Errada, porque a lei não fixa 15 dias nem admite prorrogação sucessiva nos termos descritos.
- B)30 (trinta) dias, prorrogável exclusivamente por autorização judicial baseada em justificativa circunstanciada.
Errada, porque o prazo legal não é de 30 dias, embora a prorrogação dependa mesmo de autorização judicial com justificativa.
- C)60 (sessenta) dias, sem a possibilidade de prorrogação, após o que será pessoalmente responsabilizado pelo atraso.
Errada, porque o prazo não é de 60 dias e a lei admite prorrogação, desde que autorizada judicialmente.
- D)90 (noventa) dias, prorrogável exclusivamente por autorização judicial baseada em justificativa circunstanciada.
Certa, porque a Lei no 12.318/2010 prevê prazo de 90 dias para apresentação do laudo, com prorrogação apenas por autorização judicial fundamentada.
- E)120 (cento e vinte) dias, sem a possibilidade de prorrogação, após o que será pessoalmente responsabilizado pelo atraso.

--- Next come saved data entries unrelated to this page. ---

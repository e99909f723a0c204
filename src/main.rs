use alive_agent::config::HostConfig;
use alive_agent::error::Result;
use alive_agent::llm::HttpLlmClient;
use alive_agent::tools::{Selector, ToolRequest};
use clap::{Args, Parser, Subcommand};
use std::sync::Arc;
use tracing_subscriber::EnvFilter;

/// 检查宿主配置中的工具登记和 agent 工具可见性
#[derive(Parser, Debug)]
#[command(name = "alive", version, about)]
struct Cli {
    #[command(subcommand)]
    command: Command,
}

#[derive(Subcommand, Debug)]
enum Command {
    /// 打印某个 agent（或一组选择器）可见的工具
    Resolve(ResolveArgs),
    /// 打印登记表中的所有工具及其标签
    Overview {
        /// 宿主 YAML 配置
        #[arg(env = "ALIVE_HOST_CONFIG")]
        config: String,
    },
}

#[derive(Args, Debug)]
struct ResolveArgs {
    /// 宿主 YAML 配置
    #[arg(env = "ALIVE_HOST_CONFIG")]
    config: String,
    /// 按配置中 agent 的 include / exclude 解析
    #[arg(long, conflicts_with_all = ["include", "exclude", "caller"])]
    agent: Option<String>,
    /// `*`、`#tag`、`tag:name` 或工具名，可重复
    #[arg(long)]
    include: Vec<String>,
    #[arg(long)]
    exclude: Vec<String>,
    #[arg(long)]
    caller: Option<String>,
}

#[tokio::main]
async fn main() {
    tracing_subscriber::fmt()
        .with_env_filter(
            EnvFilter::try_from_default_env().unwrap_or_else(|_| EnvFilter::new("info")),
        )
        .with_writer(std::io::stderr)
        .init();

    if let Err(e) = run(Cli::parse()) {
        eprintln!("❌ {e}");
        std::process::exit(1);
    }
}

fn run(cli: Cli) -> Result<()> {
    match cli.command {
        Command::Resolve(args) => resolve(args),
        Command::Overview { config } => overview(&config),
    }
}

fn resolve(args: ResolveArgs) -> Result<()> {
    let config = HostConfig::load(&args.config)?;
    let host = config.build(Arc::new(HttpLlmClient::default()))?;

    let request = match &args.agent {
        Some(name) => host
            .agent(name)
            .ok_or_else(|| alive_agent::error::AgentError::NotFound(name.clone()))?
            .tool_request(),
        None => {
            let mut request = ToolRequest::new()
                .include_all(Selector::parse_all(&args.include)?)
                .exclude_all(Selector::parse_all(&args.exclude)?);
            if let Some(caller) = args.caller {
                request = request.caller(caller);
            }
            request
        }
    };

    for name in host.resolve_names(&request)? {
        println!("{name}");
    }
    Ok(())
}

fn overview(path: &str) -> Result<()> {
    let config = HostConfig::load(path)?;
    let host = config.build(Arc::new(HttpLlmClient::default()))?;

    for entry in host.registry_snapshot().entries() {
        let tags: Vec<String> = entry.tags().iter().map(|t| format!("#{t}")).collect();
        println!("{:<28} {:<24} {}", entry.name(), tags.join(" "), entry.description());
    }
    Ok(())
}
//! LLM 配置加载
//!
//! 从环境变量（及 `.env` 文件）读取模型配置，格式：
//! ```text
//! AGENT_MODEL_<ID>_MODEL=gpt-4o
//! AGENT_MODEL_<ID>_BASEURL=https://api.openai.com/v1/chat/completions
//! AGENT_MODEL_<ID>_APIKEY=sk-...
//! ```
//! `<ID>` 为自定义标识（如 `GPT4O`、`QWEN`），不区分大小写。
//! agent 里引用的模型名是 `MODEL` 的值，而不是 `<ID>`。

use crate::error::{AliveError, ConfigError, Result};
use dotenv::dotenv;
use serde::Deserialize;
use serde::Serialize;
use std::collections::HashMap;
use std::sync::OnceLock;

const PREFIX: &str = "AGENT_MODEL_";

/// 单个模型的连接配置
#[derive(Debug, Serialize, Deserialize, Clone, PartialEq)]
pub struct ModelConfig {
    /// LLM 接口中使用的模型名（如 `gpt-4o`）
    pub model: String,
    /// Chat Completions 接口完整 URL
    pub baseurl: String,
    pub apikey: String,
}

/// 全局配置，持有所有已加载的模型配置表（key = model 字段值）
#[derive(Debug, Serialize, Deserialize, Clone)]
pub struct Config {
    pub models: HashMap<String, ModelConfig>,
}

static MODEL_CONFIG: OnceLock<Config> = OnceLock::new();

impl Config {
    pub fn from_env() -> Result<Self> {
        dotenv().ok();
        Self::from_vars(std::env::vars())
    }

    /// 从任意键值对解析，忽略不带 `AGENT_MODEL_` 前缀的键
    pub fn from_vars(vars: impl IntoIterator<Item = (String, String)>) -> Result<Self> {
        let mut model_configs: HashMap<String, HashMap<String, String>> = HashMap::new();
        for (key, value) in vars {
            let Some(suffix) = key.strip_prefix(PREFIX) else {
                continue;
            };
            let Some((model_id, config_key)) = suffix.rsplit_once('_') else {
                return Err(AliveError::Config(ConfigError::EnvFormatError(key)));
            };
            if model_id.is_empty() {
                return Err(AliveError::Config(ConfigError::EnvFormatError(key)));
            }
            let model_id = model_id.to_lowercase();
            let config_key = config_key.to_lowercase();

            match config_key.as_str() {
                "model" | "baseurl" | "apikey" => {}
                _ => {
                    return Err(AliveError::Config(ConfigError::UnMatchConfigError(
                        config_key, key,
                    )));
                }
            }
            model_configs
                .entry(model_id)
                .or_default()
                .insert(config_key, value);
        }

        let mut models = HashMap::new();
        for (model_id, mut config_map) in model_configs {
            let mut take = |field: &str| {
                config_map
                    .remove(field)
                    .ok_or_else(|| ConfigError::MissingConfig(model_id.clone(), field.to_string()))
            };
            let model = take("model")?;
            let baseurl = take("baseurl")?;
            let apikey = take("apikey")?;

            models.insert(
                model.clone(),
                ModelConfig {
                    model,
                    baseurl,
                    apikey,
                },
            );
        }

        Ok(Self { models })
    }

    /// 按模型名查找连接配置；首次调用时从环境变量加载并缓存
    pub fn get_model(model: &str) -> Result<ModelConfig> {
        let config = match MODEL_CONFIG.get() {
            Some(config) => config,
            None => {
                let loaded = Config::from_env()?;
                MODEL_CONFIG.get_or_init(|| loaded)
            }
        };
        config.lookup(model)
    }

    pub fn lookup(&self, model: &str) -> Result<ModelConfig> {
        self.models
            .get(model)
            .cloned()
            .ok_or_else(|| AliveError::Config(ConfigError::NotFindModelError(model.to_string())))
    }
}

Errada, porque o prazo legal não é de 120 dias e a lei não prevê responsabilização pessoal automática nesses termos.
Gabarito: D
A Lei no 12.318/2010, que trata da alienação parental, prevê um rito próprio quando o juiz determina perícia ou avaliação psicológica para apurar indícios da prática. Nesse contexto, o profissional designado tem de produzir o laudo no prazo legal, porque a ideia da lei é dar resposta rápida ao conflito familiar, sem deixar a criança presa no modo “desafio sem fim”. O ponto central da questão está no prazo: a lei estabelece 90 dias para a apresentação do laudo, contados da nomeação do perito ou da intimação do profissional responsável pela avaliação. Além disso, esse prazo pode ser prorrogado, mas não livremente: é necessária autorização judicial, com justificativa circunstanciada. Ou seja, não é prorrogação automática nem sucessiva por vontade do avaliador. Por isso, o gabarito é a letra D. A banca cobra exatamente a literalidade do art. 5o da Lei no 12.318/2010, com a redação dada pelas alterações posteriores: prazo de 90 dias e prorrogação somente mediante decisão judicial fundamentada. Em prova, esse tipo de detalhe costuma ser decisivo, porque as alternativas erradas trocam prazo, forma de prorrogação ou inventam punições que a lei não traz. Na prática, a lógica da norma é equilibrar celeridade e qualidade técnica da avaliação. O processo precisa andar, mas sem atropelar o exame psicológico, que em casos de alienação parental costuma exigir observação cuidadosa, entrevistas e análise do contexto familiar.